Problem statement: Print the lines that run from the line with "fn finish_csv(wtr: csv::Writer<Vec<u8>>)" to the line with "let content = self.export_to_string(format)?;", keeping both end lines, exactly as they appear in the entries below, and nothing else.

Collected data entries:
▼▼▼

//! CSV and JSON export of aggregated report tables.

use autosales_stats::GroupedSeries;
use serde::Serialize;
use std::fs::File;
use std::io::Write;
use std::path::Path;
use std::str::FromStr;
use thiserror::Error;

/// Errors that can occur during export operations.
#[derive(Debug, Error)]
pub enum ExportError {
    /// CSV serialization error.
    #[error("CSV serialization error: {0}")]
    Csv(#[from] csv::Error),

    /// JSON serialization error.
    #[error("JSON serialization error: {0}")]
    Json(#[from] serde_json::Error),

    /// IO error.
    #[error("IO error: {0}")]
    Io(#[from] std::io::Error),

    /// Invalid format error.
    #[error("Invalid format: {0}")]
    InvalidFormat(String),
}

/// Export format options.
#[derive(Debug, Clone, Copy, PartialEq, Eq)]
pub enum ExportFormat {
    /// Comma-separated values format.
    Csv,

    /// Compact JSON format.
    Json,

    /// Pretty-printed JSON format.
    PrettyJson,
}

impl ExportFormat {
    /// Get the file extension for this format.
    pub const fn extension(&self) -> &str {
        match self {
            Self::Csv => "csv",
            Self::Json | Self::PrettyJson => "json",
        }
    }

    /// HTTP content type for this format.
    pub const fn content_type(&self) -> &'static str {
        match self {
            Self::Csv => "text/csv; charset=utf-8",
            Self::Json | Self::PrettyJson => "application/json",
        }
    }
}

impl FromStr for ExportFormat {
    type Err = ExportError;

    fn from_str(s: &str) -> Result<Self, Self::Err> {
        match s.to_ascii_lowercase().as_str() {
            "csv" => Ok(Self::Csv),
            "json" => Ok(Self::Json),
            "pretty-json" | "pretty_json" | "prettyjson" => Ok(Self::PrettyJson),
            other => Err(ExportError::InvalidFormat(other.to_string())),
        }
    }
}

/// One `(statistic, key, value)` row, used when several tables share a file.
#[derive(Debug, Serialize)]
struct SeriesRecord<'a> {
    statistic: &'a str,
    key: &'a str,
    value: f64,
}

fn finish_csv(wtr: csv::Writer<Vec<u8>>) -> Result<String, ExportError> {
    let bytes = wtr.into_inner().map_err(|e| e.into_error())?;
    String::from_utf8(bytes).map_err(|e| ExportError::InvalidFormat(e.to_string()))
}

/// Trait for exporting data in various formats.
pub trait Exporter {
    /// Export data to a string in the specified format.
    ///
    /// # Errors
    ///
    /// Returns an error if serialization fails.
    fn export_to_string(&self, format: ExportFormat) -> Result<String, ExportError>;

    /// Export data to a file in the specified format.
    ///
    /// # Errors
    ///
    /// Returns an error if serialization or file writing fails.
    fn export_to_file(&self, path: &Path, format: ExportFormat) -> Result<(), ExportError> {
        let content = self.export_to_string(format)?;
        let mut file = File::create(path)?;
        file.write_all(content.as_bytes())?;
        Ok(())
    }
}

impl Exporter for GroupedSeries {
    fn export_to_string(&self, format: ExportFormat) -> Result<String, ExportError> {
        match format {
            ExportFormat::Csv => {
                let mut wtr = csv::Writer::from_writer(vec![]);
                wtr.write_record([&self.key_column, &self.value_column])?;
                for (label, value) in self.iter() {
                    let value = value.to_string();
                    wtr.write_record([label, value.as_str()])?;
                }
                finish_csv(wtr)
            }
            ExportFormat::Json => Ok(serde_json::to_string(self)?),
            ExportFormat::PrettyJson => Ok(serde_json::to_string_pretty(self)?),
        }
    }
}

impl Exporter for Vec<GroupedSeries> {
    fn export_to_string(&self, format: ExportFormat) -> Result<String, ExportError> {
        match format {
            ExportFormat::Csv => {
                let mut wtr = csv::Writer::from_writer(vec![]);
                for series in self {
                    for (key, value) in series.iter() {
                        wtr.serialize(SeriesRecord {
                            statistic: &series.name,
                            key,
                            value,
                        })?;
                    }
                }
                finish_csv(wtr)
            }
            ExportFormat::Json => Ok(serde_json::to_string(self)?),
            ExportFormat::PrettyJson => Ok(serde_json::to_string_pretty(self)?),
        }
    }
}

#[cfg(test)]
mod tests {
    use super::*;
    use rstest::rstest;

    fn series() -> GroupedSeries {
        GroupedSeries {
            name: "advertising_total_by_vehicle".to_string(),
            key_column: "Vehicle_Type".to_string(),
            value_column: "Advertising_Expenditure".to_string(),
            labels: vec!["Executive car".to_string(), "Sports car".to_string()],
            values: vec![110.0, 40.5],
        }
    }

    #[test]
    fn test_series_csv() {
        let csv = series().export_to_string(ExportFormat::Csv).unwrap();
        let lines: Vec<&str> = csv.lines().collect();
        assert_eq!(lines[0], "Vehicle_Type,Advertising_Expenditure");
        assert_eq!(lines[1], "Executive car,110");
        assert_eq!(lines[2], "Sports car,40.5");
    }

    #[test]
    fn test_series_json() {
        let json = series().export_to_string(ExportFormat::Json).unwrap();
        let parsed: GroupedSeries = serde_json::from_str(&json).unwrap();
        assert_eq!(parsed.labels.len(), 2);
        assert!(json.contains("\"name\":\"advertising_total_by_vehicle\""));
    }

    #[test]
    fn test_many_series_csv() {
        let mut other = series();
        other.name = "recession_advertising_by_vehicle".to_string();
        let csv = vec![series(), other]
            .export_to_string(ExportFormat::Csv)
            .unwrap();

        assert!(csv.starts_with("statistic,key,value\n"));
        assert_eq!(csv.lines().count(), 5);
        assert!(csv.contains("recession_advertising_by_vehicle,Sports car,40.5"));
    }

    #[test]
    fn test_export_to_file() {
        let dir = std::env::temp_dir().join(format!("autosales-export-{}", std::process::id()));
        std::fs::create_dir_all(&dir).unwrap();
        let path = dir.join("series.csv");

        series().export_to_file(&path, ExportFormat::Csv).unwrap();
        let written = std::fs::read_to_string(&path).unwrap();
        assert!(written.contains("Executive car,110"));

        std::fs::remove_dir_all(&dir).unwrap();
    }

    #[rstest]
    #[case("csv", ExportFormat::Csv, "csv")]
    #[case("JSON", ExportFormat::Json, "json")]
    #[case("pretty-json", ExportFormat::PrettyJson, "json")]
    fn test_format_parsing(
        #[case] input: &str,
        #[case] format: ExportFormat,
        #[case] extension: &str,
    ) {
        let parsed: ExportFormat = input.parse().unwrap();
        assert_eq!(parsed, format);
        assert_eq!(parsed.extension(), extension);
    }

    #[test]
    fn test_invalid_format() {
        assert!(matches!(
            "xml".parse::<ExportFormat>(),
            Err(ExportError::InvalidFormat(_))
        ));
    }
}
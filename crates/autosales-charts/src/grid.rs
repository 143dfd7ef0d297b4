//! The dashboard's fixed chart grid: two rows of two charts.

use crate::figure::Figure;
use serde::{Deserialize, Serialize};

/// CSS class of a grid row.
pub const ROW_CLASS: &str = "chart-row";

/// CSS class of a grid cell.
pub const ITEM_CLASS: &str = "chart-item";

/// A chart placed in the grid.
#[derive(Debug, Clone, PartialEq, Serialize, Deserialize)]
pub struct ChartItem {
    /// Identifier of the statistic drawn
    pub id: String,
    /// CSS class of the cell
    pub class_name: String,
    /// Figure to draw
    pub figure: Figure,
}

impl ChartItem {
    /// Create a grid cell.
    pub fn new(id: impl Into<String>, figure: Figure) -> Self {
        Self {
            id: id.into(),
            class_name: ITEM_CLASS.to_string(),
            figure,
        }
    }
}

/// One row of the grid.
#[derive(Debug, Clone, PartialEq, Serialize, Deserialize)]
pub struct ChartRow {
    /// CSS class of the row
    pub class_name: String,
    /// Cells, left to right
    pub items: Vec<ChartItem>,
}

impl ChartRow {
    /// Create a row.
    pub fn new(items: Vec<ChartItem>) -> Self {
        Self {
            class_name: ROW_CLASS.to_string(),
            items,
        }
    }
}

/// Contents of the output container.
#[derive(Debug, Clone, PartialEq, Default, Serialize, Deserialize)]
pub struct ChartGrid {
    /// Rows, top to bottom
    pub rows: Vec<ChartRow>,
}

impl ChartGrid {
    /// Build the two-row, two-column grid.
    pub fn two_by_two(top: [ChartItem; 2], bottom: [ChartItem; 2]) -> Self {
        Self {
            rows: vec![ChartRow::new(top.into()), ChartRow::new(bottom.into())],
        }
    }

    /// An empty grid (nothing to show).
    pub fn empty() -> Self {
        Self::default()
    }

    /// Whether the grid has no charts.
    pub fn is_empty(&self) -> bool {
        self.rows.iter().all(|row| row.items.is_empty())
    }

    /// Every cell, row by row.
    pub fn items(&self) -> impl Iterator<Item = &ChartItem> {
        self.rows.iter().flat_map(|row| row.items.iter())
    }

    /// Cell ids, row by row.
    pub fn ids(&self) -> Vec<&str> {
        self.items().map(|item| item.id.as_str()).collect()
    }

    /// Find a cell by id.
    pub fn find(&self, id: &str) -> Option<&ChartItem> {
        self.items().find(|item| item.id == id)
    }
}
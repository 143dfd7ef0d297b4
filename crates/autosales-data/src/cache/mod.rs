//! Caching layer for the downloaded sales CSV.

pub mod sqlite;

pub use sqlite::{CacheStats, CachedSource, SqliteCache};
//! Git and GitHub driver.
//!
//! Every git operation runs as a `git` subprocess against one working
//! checkout, behind the [`GitDriver`] trait so the orchestrator can be
//! exercised with a fake. Pull requests are opened with a direct REST call
//! (see [`github`]).

pub mod github;

use std::path::Path;
use std::process::Stdio;
use std::time::Duration;

use async_trait::async_trait;
use secrecy::{ExposeSecret, SecretString};
use tokio::process::Command;
use tokio::time::timeout;

use crate::config::WorkerConfig;
use crate::errors::GitError;
use crate::util::{redact, slugify};

const BRANCH_PREFIX: &str = "ai/";
const BRANCH_SLUG_LEN: usize = 40;

/// Deterministic branch name for a feedback post title.
pub fn branch_name_for(title: &str) -> String {
    let slug = slugify(title, BRANCH_SLUG_LEN);
    if slug.is_empty() {
        format!("{BRANCH_PREFIX}feedback")
    } else {
        format!("{BRANCH_PREFIX}{slug}")
    }
}

/// Whether `name` looks like `owner/repo`.
pub fn is_valid_repo_full_name(name: &str) -> bool {
    let mut parts = name.split('/');
    let (Some(owner), Some(repo), None) = (parts.next(), parts.next(), parts.next()) else {
        return false;
    };
    let valid = |s: &str| {
        !s.is_empty()
            && s != "."
            && s != ".."
            && s
                .chars()
                .all(|c| c.is_ascii_alphanumeric() || matches!(c, '-' | '_' | '.'))
    };
    valid(owner) && valid(repo)
}

/// Where to clone from and push to. The token only ever appears in the
/// URLs passed on the command line, never in the checkout's config.
pub struct GitRemote {
    url: String,
    token: Option<SecretString>,
}

impl GitRemote {
    /// `https://{host}/{owner}/{repo}.git`, authenticated with `x-access-token`.
    pub fn github(host: &str, repo_full_name: &str, token: SecretString) -> Result<Self, GitError> {
        if !is_valid_repo_full_name(repo_full_name) {
            return Err(GitError::InvalidRepo(repo_full_name.to_string()));
        }
        Ok(Self {
            url: format!("https://{}/{}.git", host, repo_full_name),
            token: Some(token),
        })
    }

    /// An unauthenticated remote such as a local path.
    pub fn plain(url: impl Into<String>) -> Self {
        Self {
            url: url.into(),
            token: None,
        }
    }

    pub fn public_url(&self) -> &str {
        &self.url
    }

    fn authenticated_url(&self) -> String {
        match (&self.token, self.url.strip_prefix("https://")) {
            (Some(token), Some(rest)) => {
                format!("https://x-access-token:{}@{}", token.expose_secret(), rest)
            }
            _ => self.url.clone(),
        }
    }

    fn secret(&self) -> Option<&str> {
        self.token.as_ref().map(|t| t.expose_secret())
    }
}

#[async_trait]
pub trait GitDriver: Send + Sync {
    /// Shallow-clone `base_branch` of `remote` into `dest`.
    async fn clone_repo(&self, remote: &GitRemote, base_branch: &str, dest: &Path) -> Result<(), GitError>;

    async fn create_branch(&self, repo: &Path, branch: &str) -> Result<(), GitError>;

    async fn configure_identity(&self, repo: &Path, name: &str, email: &str) -> Result<(), GitError>;

    async fn has_uncommitted_changes(&self, repo: &Path) -> Result<bool, GitError>;

    /// Stage everything and commit.
    async fn commit_all(&self, repo: &Path, message: &str) -> Result<(), GitError>;

    /// Whether HEAD carries commits that `origin/<base_branch>` does not.
    async fn has_diverged(&self, repo: &Path, base_branch: &str) -> Result<bool, GitError>;

    async fn push(&self, repo: &Path, remote: &GitRemote, branch: &str) -> Result<(), GitError>;
}

/// [`GitDriver`] backed by the `git` binary.
pub struct ShellGit {
    depth: u32,
    clone_timeout: Duration,
    command_timeout: Duration,
}

impl ShellGit {
    pub fn new(depth: u32, clone_timeout: Duration, command_timeout: Duration) -> Self {
        Self {
            depth,
            clone_timeout,
            command_timeout,
        }
    }

    pub fn from_config(config: &WorkerConfig) -> Self {
        Self::new(config.clone_depth, config.clone_timeout(), config.git_timeout())
    }

    /// Run `git <args>` and return trimmed stdout. `args[0]` names the
    /// command in errors; `secret` is scrubbed from stderr.
    async fn run(
        &self,
        dir: Option<&Path>,
        args: &[&str],
        limit: Duration,
        secret: Option<&str>,
    ) -> Result<String, GitError> {
        let command = args.first().copied().unwrap_or("").to_string();
        let mut cmd = Command::new("git");
        cmd.args(args)
            .env("GIT_TERMINAL_PROMPT", "0")
            .stdin(Stdio::null())
            .stdout(Stdio::piped())
            .stderr(Stdio::piped())
            .kill_on_drop(true);
        if let Some(dir) = dir {
            cmd.current_dir(dir);
        }

        let child = cmd.spawn().map_err(|source| GitError::Spawn {
            command: command.clone(),
            source,
        })?;
        let output = match timeout(limit, child.wait_with_output()).await {
            Ok(result) => result.map_err(|source| GitError::Spawn {
                command: command.clone(),
                source,
            })?,
            Err(_) => {
                return Err(GitError::Timeout {
                    command,
                    seconds: limit.as_secs(),
                });
            }
        };

        if !output.status.success() {
            let stderr = String::from_utf8_lossy(&output.stderr);
            let stderr = match secret {
                Some(secret) => redact(stderr.trim(), secret),
                None => stderr.trim().to_string(),
            };
            return Err(GitError::Failed { command, stderr });
        }
        Ok(String::from_utf8_lossy(&output.stdout).trim().to_string())
    }
}

#[async_trait]
impl GitDriver for ShellGit {
    async fn clone_repo(&self, remote: &GitRemote, base_branch: &str, dest: &Path) -> Result<(), GitError> {
        if let Some(parent) = dest.parent() {
            tokio::fs::create_dir_all(parent).await?;
        }
        let url = remote.authenticated_url();
        let depth = self.depth.to_string();
        let dest_str = dest.to_string_lossy();
        self.run(
            None,
            &[
                "clone",
                "--depth",
                &depth,
                "--branch",
                base_branch,
                "--single-branch",
                &url,
                &dest_str,
            ],
            self.clone_timeout,
            remote.secret(),
        )
        .await?;
        // The clone recorded the authenticated URL; keep only the public one.
        self.run(
            Some(dest),
            &["remote", "set-url", "origin", remote.public_url()],
            self.command_timeout,
            remote.secret(),
        )
        .await?;
        Ok(())
    }

    async fn create_branch(&self, repo: &Path, branch: &str) -> Result<(), GitError> {
        self.run(Some(repo), &["checkout", "-b", branch], self.command_timeout, None)
            .await
            .map(|_| ())
    }

    async fn configure_identity(&self, repo: &Path, name: &str, email: &str) -> Result<(), GitError> {
        self.run(Some(repo), &["config", "user.name", name], self.command_timeout, None)
            .await?;
        self.run(Some(repo), &["config", "user.email", email], self.command_timeout, None)
            .await?;
        Ok(())
    }

    async fn has_uncommitted_changes(&self, repo: &Path) -> Result<bool, GitError> {
        let status = self
            .run(Some(repo), &["status", "--porcelain"], self.command_timeout, None)
            .await?;
        Ok(!status.is_empty())
    }

    async fn commit_all(&self, repo: &Path, message: &str) -> Result<(), GitError> {
        self.run(Some(repo), &["add", "-A"], self.command_timeout, None)
            .await?;
        self.run(Some(repo), &["commit", "-m", message], self.command_timeout, None)
            .await?;
        Ok(())
    }

    async fn has_diverged(&self, repo: &Path, base_branch: &str) -> Result<bool, GitError> {
        let range = format!("origin/{}..HEAD", base_branch);
        let count = self
            .run(Some(repo), &["rev-list", "--count", &range], self.command_timeout, None)
            .await?;
        Ok(count.parse::<u64>().unwrap_or(0) > 0)
    }

    async fn push(&self, repo: &Path, remote: &GitRemote, branch: &str) -> Result<(), GitError> {
        let url = remote.authenticated_url();
        let refspec = format!("HEAD:refs/heads/{}", branch);
        self.run(
            Some(repo),
            &["push", &url, &refspec],
            self.command_timeout,
            remote.secret(),
        )
        .await
        .map(|_| ())
    }
}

▲▲▲

Output of the exercise:
fn finish_csv(wtr: csv::Writer<Vec<u8>>) -> Result<String, ExportError> {
    let bytes = wtr.into_inner().map_err(|e| e.into_error())?;
    String::from_utf8(bytes).map_err(|e| ExportError::InvalidFormat(e.to_string()))
}

/// Trait for exporting data in various formats.
pub trait Exporter {
    /// Export data to a string in the specified format.
    ///
    /// # Errors
    ///
    /// Returns an error if serialization fails.
    fn export_to_string(&self, format: ExportFormat) -> Result<String, ExportError>;

    /// Export data to a file in the specified format.
    ///
    /// # Errors
    ///
    /// Returns an error if serialization or file writing fails.
    fn export_to_file(&self, path: &Path, format: ExportFormat) -> Result<(), ExportError> {
        let content = self.export_to_string(format)?;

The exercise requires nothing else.